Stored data

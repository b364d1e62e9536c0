//! Show command - displays information.

use anyhow::Result;

use crate::checks;
use crate::config::Config;
use crate::indicator::led::Led;

/// Show target for the show command.
pub enum ShowTarget {
    /// Effective configuration after all layers
    Config,
    /// Registered checks and which LED would be driven
    Checks,
}

/// Execute the show command.
pub fn cmd_show(target: ShowTarget, config: &Config) -> Result<()> {
    match target {
        ShowTarget::Config => config.print(),
        ShowTarget::Checks => {
            println!("Checks (in run order):");
            for spec in checks::registry(config) {
                println!(
                    "  {:<8} {:<9} timeout {}ms",
                    spec.id,
                    format!("{:?}", spec.severity),
                    spec.timeout.as_millis()
                );
            }
            println!();
            match Led::discover(&config.led_dirs) {
                Some(led) => println!("Status LED: {}", led.dir().display()),
                None => println!("Status LED: none found"),
            }
        }
    }
    Ok(())
}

What this task involves
Lines from the one containing "println!();" through the last line of the data above are the only output wanted; restate them exactly.

Solution to this task
            println!();
            match Led::discover(&config.led_dirs) {
                Some(led) => println!("Status LED: {}", led.dir().display()),
                None => println!("Status LED: none found"),
            }
        }
    }
    Ok(())
}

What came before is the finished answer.